:: Activity ::
Two lines mark the range in the entries below: the one holding "warn!(path = %config_path.display(), error" and the one holding "This library provides". Set down those two and all lines between them, exactly.

Stored data entries:
____

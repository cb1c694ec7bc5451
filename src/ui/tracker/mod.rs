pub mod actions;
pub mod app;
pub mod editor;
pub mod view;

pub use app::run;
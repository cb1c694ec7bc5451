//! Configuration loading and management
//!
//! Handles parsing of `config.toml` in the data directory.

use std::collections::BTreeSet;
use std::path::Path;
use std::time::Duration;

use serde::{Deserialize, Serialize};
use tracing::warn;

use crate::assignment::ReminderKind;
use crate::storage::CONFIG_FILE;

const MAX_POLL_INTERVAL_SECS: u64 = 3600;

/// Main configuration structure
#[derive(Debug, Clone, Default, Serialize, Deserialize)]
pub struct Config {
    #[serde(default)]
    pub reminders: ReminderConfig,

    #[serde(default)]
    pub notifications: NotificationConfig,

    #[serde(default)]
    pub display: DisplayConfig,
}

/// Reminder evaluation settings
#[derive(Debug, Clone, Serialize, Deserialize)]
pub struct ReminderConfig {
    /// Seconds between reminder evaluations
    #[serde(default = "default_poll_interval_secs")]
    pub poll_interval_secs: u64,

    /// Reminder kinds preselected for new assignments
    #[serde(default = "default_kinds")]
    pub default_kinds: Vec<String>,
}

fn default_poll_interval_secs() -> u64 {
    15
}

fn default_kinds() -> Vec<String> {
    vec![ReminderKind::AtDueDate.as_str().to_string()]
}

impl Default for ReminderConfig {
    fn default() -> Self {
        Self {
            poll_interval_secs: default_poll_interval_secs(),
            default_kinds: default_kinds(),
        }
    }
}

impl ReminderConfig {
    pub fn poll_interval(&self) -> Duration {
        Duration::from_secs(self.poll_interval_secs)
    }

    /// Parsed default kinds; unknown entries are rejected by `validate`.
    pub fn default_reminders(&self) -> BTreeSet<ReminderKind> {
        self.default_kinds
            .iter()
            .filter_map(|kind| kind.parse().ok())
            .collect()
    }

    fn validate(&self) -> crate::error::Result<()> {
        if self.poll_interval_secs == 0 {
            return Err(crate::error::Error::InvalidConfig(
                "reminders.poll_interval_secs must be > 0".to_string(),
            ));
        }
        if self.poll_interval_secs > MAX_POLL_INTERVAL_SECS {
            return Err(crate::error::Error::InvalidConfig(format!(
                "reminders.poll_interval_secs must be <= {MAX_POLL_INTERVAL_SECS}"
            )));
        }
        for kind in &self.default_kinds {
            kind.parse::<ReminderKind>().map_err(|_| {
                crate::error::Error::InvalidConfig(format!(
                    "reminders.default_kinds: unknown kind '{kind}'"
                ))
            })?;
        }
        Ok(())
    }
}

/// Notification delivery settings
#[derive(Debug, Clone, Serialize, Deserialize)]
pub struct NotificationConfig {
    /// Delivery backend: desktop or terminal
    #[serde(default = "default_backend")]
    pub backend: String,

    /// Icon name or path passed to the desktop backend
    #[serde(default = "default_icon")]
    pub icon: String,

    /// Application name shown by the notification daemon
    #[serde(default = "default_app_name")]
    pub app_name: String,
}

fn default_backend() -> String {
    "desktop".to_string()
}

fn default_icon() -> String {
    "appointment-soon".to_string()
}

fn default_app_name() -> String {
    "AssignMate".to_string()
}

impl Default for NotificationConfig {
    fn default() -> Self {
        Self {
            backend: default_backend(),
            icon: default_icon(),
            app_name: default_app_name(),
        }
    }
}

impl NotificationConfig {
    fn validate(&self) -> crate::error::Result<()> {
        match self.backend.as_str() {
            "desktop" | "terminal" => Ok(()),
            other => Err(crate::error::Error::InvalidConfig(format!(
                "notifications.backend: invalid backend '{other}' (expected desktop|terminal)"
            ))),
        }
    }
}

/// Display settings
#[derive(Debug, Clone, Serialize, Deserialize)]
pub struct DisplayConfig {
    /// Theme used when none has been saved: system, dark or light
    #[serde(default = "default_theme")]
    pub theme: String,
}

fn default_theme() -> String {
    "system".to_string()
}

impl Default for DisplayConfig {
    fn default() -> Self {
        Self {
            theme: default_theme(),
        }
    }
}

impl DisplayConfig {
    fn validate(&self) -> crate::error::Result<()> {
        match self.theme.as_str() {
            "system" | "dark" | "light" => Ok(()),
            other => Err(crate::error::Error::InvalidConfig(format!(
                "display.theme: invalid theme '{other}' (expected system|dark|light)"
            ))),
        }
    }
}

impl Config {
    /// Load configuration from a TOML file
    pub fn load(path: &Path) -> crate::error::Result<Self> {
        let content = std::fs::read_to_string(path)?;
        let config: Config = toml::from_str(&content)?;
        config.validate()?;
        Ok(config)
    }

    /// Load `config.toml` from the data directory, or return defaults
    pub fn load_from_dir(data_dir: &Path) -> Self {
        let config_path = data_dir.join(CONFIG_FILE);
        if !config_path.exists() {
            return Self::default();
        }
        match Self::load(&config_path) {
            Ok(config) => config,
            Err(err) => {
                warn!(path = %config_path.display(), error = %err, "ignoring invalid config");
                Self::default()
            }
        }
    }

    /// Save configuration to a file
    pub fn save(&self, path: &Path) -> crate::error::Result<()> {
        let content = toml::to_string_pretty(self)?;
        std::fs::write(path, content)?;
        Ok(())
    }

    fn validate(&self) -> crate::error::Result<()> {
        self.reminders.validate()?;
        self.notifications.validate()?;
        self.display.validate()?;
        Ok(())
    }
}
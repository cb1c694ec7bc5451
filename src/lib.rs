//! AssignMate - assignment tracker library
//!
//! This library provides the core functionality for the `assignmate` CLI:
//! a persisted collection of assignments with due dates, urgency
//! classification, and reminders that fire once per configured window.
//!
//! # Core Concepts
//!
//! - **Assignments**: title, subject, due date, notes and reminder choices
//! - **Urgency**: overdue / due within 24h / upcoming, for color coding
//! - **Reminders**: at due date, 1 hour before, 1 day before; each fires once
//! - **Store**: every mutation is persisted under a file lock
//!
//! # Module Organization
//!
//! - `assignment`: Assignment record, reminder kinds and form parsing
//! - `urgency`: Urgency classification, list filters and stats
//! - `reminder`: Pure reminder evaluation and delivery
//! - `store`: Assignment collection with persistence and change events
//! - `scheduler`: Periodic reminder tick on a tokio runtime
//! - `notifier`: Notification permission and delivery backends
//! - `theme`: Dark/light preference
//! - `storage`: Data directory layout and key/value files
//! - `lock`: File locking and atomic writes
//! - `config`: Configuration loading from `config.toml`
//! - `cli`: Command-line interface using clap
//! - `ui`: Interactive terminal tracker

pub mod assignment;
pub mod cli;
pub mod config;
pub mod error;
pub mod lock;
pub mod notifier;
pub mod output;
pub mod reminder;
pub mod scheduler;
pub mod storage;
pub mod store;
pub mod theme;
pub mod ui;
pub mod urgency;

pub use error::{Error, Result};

____

:: Result of this exercise ::
                warn!(path = %config_path.display(), error = %err, "ignoring invalid config");
                Self::default()
            }
        }
    }

    /// Save configuration to a file
    pub fn save(&self, path: &Path) -> crate::error::Result<()> {
        let content = toml::to_string_pretty(self)?;
        std::fs::write(path, content)?;
        Ok(())
    }

    fn validate(&self) -> crate::error::Result<()> {
        self.reminders.validate()?;
        self.notifications.validate()?;
        self.display.validate()?;
        Ok(())
    }
}
repository cb1c694ec7bc5451
filename src/lib.rs
//! AssignMate - assignment tracker library
//!
//! This library provides the core functionality for the `assignmate` CLI:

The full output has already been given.